# [TRY IT]
Every entry has to be restated word for word.
___ DATA FOR REVIEW ___
use crate::angles::normalize_degrees;
use crate::bodies::Body;
use crate::error::ChartError;
use chrono::{DateTime, Duration, Utc};
use serde::{Deserialize, Serialize};

const MICROS_PER_DAY: f64 = 86_400_000_000.0;

/// Geographic observer location in degrees (east longitude positive).
#[derive(Debug, Clone, Copy, PartialEq, Serialize, Deserialize)]
pub struct GeoLocation {
    pub lat: f64,
    pub lon: f64,
}

impl GeoLocation {
    /// Build a validated location.
    pub fn new(lat: f64, lon: f64) -> Result<Self, ChartError> {
        let location = Self { lat, lon };
        location.validate()?;
        Ok(location)
    }

    /// Fails fast on coordinates outside physical ranges.
    pub fn validate(&self) -> Result<(), ChartError> {
        if !self.lat.is_finite() || !(-90.0..=90.0).contains(&self.lat) {
            return Err(ChartError::InvalidLatitude(self.lat));
        }
        if !self.lon.is_finite() || !(-180.0..=360.0).contains(&self.lon) {
            return Err(ChartError::InvalidLongitude(self.lon));
        }
        Ok(())
    }
}

/// Position of a chart point at one instant.
#[derive(Debug, Clone, Copy, PartialEq, Serialize, Deserialize)]
pub struct CelestialPosition {
    pub body: Body,
    /// Ecliptic longitude in degrees, [0, 360)
    pub lon: f64,
    /// Ecliptic latitude in degrees
    pub lat: f64,
    /// Speed in longitude (degrees per day, negative when retrograde).
    /// `None` for fixed points such as chart angles.
    pub speed_lon: Option<f64>,
}

impl CelestialPosition {
    pub fn new(body: Body, lon: f64, lat: f64, speed_lon: f64) -> Self {
        Self {
            body,
            lon: normalize_degrees(lon),
            lat,
            speed_lon: Some(speed_lon),
        }
    }

    /// A point with no known motion.
    pub fn fixed(body: Body, lon: f64) -> Self {
        Self {
            body,
            lon: normalize_degrees(lon),
            lat: 0.0,
            speed_lon: None,
        }
    }

    pub fn is_retrograde(&self) -> bool {
        self.speed_lon.map_or(false, |speed| speed < 0.0)
    }
}

/// Half-open UTC interval `[start, end)` scanned by searches.
#[derive(Debug, Clone, Copy, PartialEq, Eq, Serialize, Deserialize)]
pub struct TimeWindow {
    pub start: DateTime<Utc>,
    pub end: DateTime<Utc>,
}

impl TimeWindow {
    pub fn new(start: DateTime<Utc>, end: DateTime<Utc>) -> Result<Self, ChartError> {
        let window = Self { start, end };
        window.validate()?;
        Ok(window)
    }

    /// Window of `days` starting at `start`.
    pub fn from_days(start: DateTime<Utc>, days: f64) -> Result<Self, ChartError> {
        if !days.is_finite() {
            return Err(ChartError::InvalidWindow(format!("span of {} days", days)));
        }
        let end = offset_by_days(start, days).ok_or_else(|| {
            ChartError::InvalidWindow(format!(
                "span of {} days from {} is out of range",
                days, start
            ))
        })?;
        Self::new(start, end)
    }

    pub fn validate(&self) -> Result<(), ChartError> {
        if self.end <= self.start {
            return Err(ChartError::InvalidWindow(format!(
                "end {} is not after start {}",
                self.end, self.start
            )));
        }
        Ok(())
    }

    pub fn span_days(&self) -> f64 {
        days_between(self.start, self.end)
    }

    /// Instant `days` after the window start, clamped to the
    /// representable range.
    pub fn instant_at(&self, days: f64) -> DateTime<Utc> {
        offset_by_days(self.start, days).unwrap_or(if days < 0.0 {
            DateTime::<Utc>::MIN_UTC
        } else {
            DateTime::<Utc>::MAX_UTC
        })
    }
}

/// Signed number of days from `from` to `to`, at microsecond resolution.
pub fn days_between(from: DateTime<Utc>, to: DateTime<Utc>) -> f64 {
    let delta = to - from;
    match delta.num_microseconds() {
        Some(micros) => micros as f64 / MICROS_PER_DAY,
        None => delta.num_milliseconds() as f64 / 86_400_000.0,
    }
}

/// Shift an instant by a fractional number of days.
///
/// `None` when `days` is not finite or the result leaves chrono's range.
pub fn offset_by_days(instant: DateTime<Utc>, days: f64) -> Option<DateTime<Utc>> {
    if !days.is_finite() {
        return None;
    }
    instant.checked_add_signed(Duration::microseconds((days * MICROS_PER_DAY).round() as i64))
}

#[cfg(test)]
mod tests {
    use super::*;
    use chrono::TimeZone;

    #[test]
    fn location_validation() {
        assert!(GeoLocation::new(51.48, 0.0).is_ok());
        assert!(GeoLocation::new(90.0, -180.0).is_ok());
        assert!(matches!(
            GeoLocation::new(91.0, 0.0),
            Err(ChartError::InvalidLatitude(_))
        ));
        assert!(matches!(
            GeoLocation::new(f64::NAN, 0.0),
            Err(ChartError::InvalidLatitude(_))
        ));
        assert!(matches!(
            GeoLocation::new(10.0, f64::INFINITY),
            Err(ChartError::InvalidLongitude(_))
        ));
    }

    #[test]
    fn position_normalizes_longitude() {
        let pos = CelestialPosition::new(Body::Mars, -10.0, 1.0, -0.2);
        assert!((pos.lon - 350.0).abs() < 1e-12);
        assert!(pos.is_retrograde());
        assert!(!CelestialPosition::fixed(Body::Ascendant, 370.0).is_retrograde());
    }

    #[test]
    fn window_arithmetic() {
        let start = Utc.with_ymd_and_hms(2024, 1, 1, 0, 0, 0).unwrap();
        let window = TimeWindow::from_days(start, 1.5).unwrap();
        assert!((window.span_days() - 1.5).abs() < 1e-9);
        assert_eq!(
            window.instant_at(0.5),
            Utc.with_ymd_and_hms(2024, 1, 1, 12, 0, 0).unwrap()
        );
        assert!(TimeWindow::new(start, start).is_err());
    }

    #[test]
    fn window_beyond_calendar_range_is_rejected() {
        let start = Utc.with_ymd_and_hms(2024, 1, 1, 0, 0, 0).unwrap();
        assert!(matches!(
            TimeWindow::from_days(start, 1e8),
            Err(ChartError::InvalidWindow(_))
        ));
        assert!(matches!(
            TimeWindow::from_days(start, -1e12),
            Err(ChartError::InvalidWindow(_))
        ));
        assert!(offset_by_days(start, f64::NAN).is_none());

        let window = TimeWindow::from_days(start, 10.0).unwrap();
        assert_eq!(window.instant_at(1e9), DateTime::<Utc>::MAX_UTC);
        assert_eq!(window.instant_at(-1e9), DateTime::<Utc>::MIN_UTC);
    }
}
___
# [YOUR SOLUTION]
use crate::angles::normalize_degrees;
use crate::bodies::Body;
use crate::error::ChartError;
use chrono::{DateTime, Duration, Utc};
use serde::{Deserialize, Serialize};

const MICROS_PER_DAY: f64 = 86_400_000_000.0;

/// Geographic observer location in degrees (east longitude positive).
#[derive(Debug, Clone, Copy, PartialEq, Serialize, Deserialize)]
pub struct GeoLocation {
    pub lat: f64,
    pub lon: f64,
}

impl GeoLocation {
    /// Build a validated location.
    pub fn new(lat: f64, lon: f64) -> Result<Self, ChartError> {
        let location = Self { lat, lon };
        location.validate()?;
        Ok(location)
    }

    /// Fails fast on coordinates outside physical ranges.
    pub fn validate(&self) -> Result<(), ChartError> {
        if !self.lat.is_finite() || !(-90.0..=90.0).contains(&self.lat) {
            return Err(ChartError::InvalidLatitude(self.lat));
        }
        if !self.lon.is_finite() || !(-180.0..=360.0).contains(&self.lon) {
            return Err(ChartError::InvalidLongitude(self.lon));
        }
        Ok(())
    }
}

/// Position of a chart point at one instant.
#[derive(Debug, Clone, Copy, PartialEq, Serialize, Deserialize)]
pub struct CelestialPosition {
    pub body: Body,
    /// Ecliptic longitude in degrees, [0, 360)
    pub lon: f64,
    /// Ecliptic latitude in degrees
    pub lat: f64,
    /// Speed in longitude (degrees per day, negative when retrograde).
    /// `None` for fixed points such as chart angles.
    pub speed_lon: Option<f64>,
}

impl CelestialPosition {
    pub fn new(body: Body, lon: f64, lat: f64, speed_lon: f64) -> Self {
        Self {
            body,
            lon: normalize_degrees(lon),
            lat,
            speed_lon: Some(speed_lon),
        }
    }

    /// A point with no known motion.
    pub fn fixed(body: Body, lon: f64) -> Self {
        Self {
            body,
            lon: normalize_degrees(lon),
            lat: 0.0,
            speed_lon: None,
        }
    }

    pub fn is_retrograde(&self) -> bool {
        self.speed_lon.map_or(false, |speed| speed < 0.0)
    }
}

/// Half-open UTC interval `[start, end)` scanned by searches.
#[derive(Debug, Clone, Copy, PartialEq, Eq, Serialize, Deserialize)]
pub struct TimeWindow {
    pub start: DateTime<Utc>,
    pub end: DateTime<Utc>,
}

impl TimeWindow {
    pub fn new(start: DateTime<Utc>, end: DateTime<Utc>) -> Result<Self, ChartError> {
        let window = Self { start, end };
        window.validate()?;
        Ok(window)
    }

    /// Window of `days` starting at `start`.
    pub fn from_days(start: DateTime<Utc>, days: f64) -> Result<Self, ChartError> {
        if !days.is_finite() {
            return Err(ChartError::InvalidWindow(format!("span of {} days", days)));
        }
        let end = offset_by_days(start, days).ok_or_else(|| {
            ChartError::InvalidWindow(format!(
                "span of {} days from {} is out of range",
                days, start
            ))
        })?;
        Self::new(start, end)
    }

    pub fn validate(&self) -> Result<(), ChartError> {
        if self.end <= self.start {
            return Err(ChartError::InvalidWindow(format!(
                "end {} is not after start {}",
                self.end, self.start
            )));
        }
        Ok(())
    }

    pub fn span_days(&self) -> f64 {
        days_between(self.start, self.end)
    }

    /// Instant `days` after the window start, clamped to the
    /// representable range.
    pub fn instant_at(&self, days: f64) -> DateTime<Utc> {
        offset_by_days(self.start, days).unwrap_or(if days < 0.0 {
            DateTime::<Utc>::MIN_UTC
        } else {
            DateTime::<Utc>::MAX_UTC
        })
    }
}

/// Signed number of days from `from` to `to`, at microsecond resolution.
pub fn days_between(from: DateTime<Utc>, to: DateTime<Utc>) -> f64 {
    let delta = to - from;
    match delta.num_microseconds() {
        Some(micros) => micros as f64 / MICROS_PER_DAY,
        None => delta.num_milliseconds() as f64 / 86_400_000.0,
    }
}

/// Shift an instant by a fractional number of days.
///
/// `None` when `days` is not finite or the result leaves chrono's range.
pub fn offset_by_days(instant: DateTime<Utc>, days: f64) -> Option<DateTime<Utc>> {
    if !days.is_finite() {
        return None;
    }
    instant.checked_add_signed(Duration::microseconds((days * MICROS_PER_DAY).round() as i64))
}

#[cfg(test)]
mod tests {
    use super::*;
    use chrono::TimeZone;

    #[test]
    fn location_validation() {
        assert!(GeoLocation::new(51.48, 0.0).is_ok());
        assert!(GeoLocation::new(90.0, -180.0).is_ok());
        assert!(matches!(
            GeoLocation::new(91.0, 0.0),
            Err(ChartError::InvalidLatitude(_))
        ));
        assert!(matches!(
            GeoLocation::new(f64::NAN, 0.0),
            Err(ChartError::InvalidLatitude(_))
        ));
        assert!(matches!(
            GeoLocation::new(10.0, f64::INFINITY),
            Err(ChartError::InvalidLongitude(_))
        ));
    }

    #[test]
    fn position_normalizes_longitude() {
        let pos = CelestialPosition::new(Body::Mars, -10.0, 1.0, -0.2);
        assert!((pos.lon - 350.0).abs() < 1e-12);
        assert!(pos.is_retrograde());
        assert!(!CelestialPosition::fixed(Body::Ascendant, 370.0).is_retrograde());
    }

    #[test]
    fn window_arithmetic() {
        let start = Utc.with_ymd_and_hms(2024, 1, 1, 0, 0, 0).unwrap();
        let window = TimeWindow::from_days(start, 1.5).unwrap();
        assert!((window.span_days() - 1.5).abs() < 1e-9);
        assert_eq!(
            window.instant_at(0.5),
            Utc.with_ymd_and_hms(2024, 1, 1, 12, 0, 0).unwrap()
        );
        assert!(TimeWindow::new(start, start).is_err());
    }

    #[test]
    fn window_beyond_calendar_range_is_rejected() {
        let start = Utc.with_ymd_and_hms(2024, 1, 1, 0, 0, 0).unwrap();
        assert!(matches!(
            TimeWindow::from_days(start, 1e8),
            Err(ChartError::InvalidWindow(_))
        ));
        assert!(matches!(
            TimeWindow::from_days(start, -1e12),
            Err(ChartError::InvalidWindow(_))
        ));
        assert!(offset_by_days(start, f64::NAN).is_none());

        let window = TimeWindow::from_days(start, 10.0).unwrap();
        assert_eq!(window.instant_at(1e9), DateTime::<Utc>::MAX_UTC);
        assert_eq!(window.instant_at(-1e9), DateTime::<Utc>::MIN_UTC);
    }
}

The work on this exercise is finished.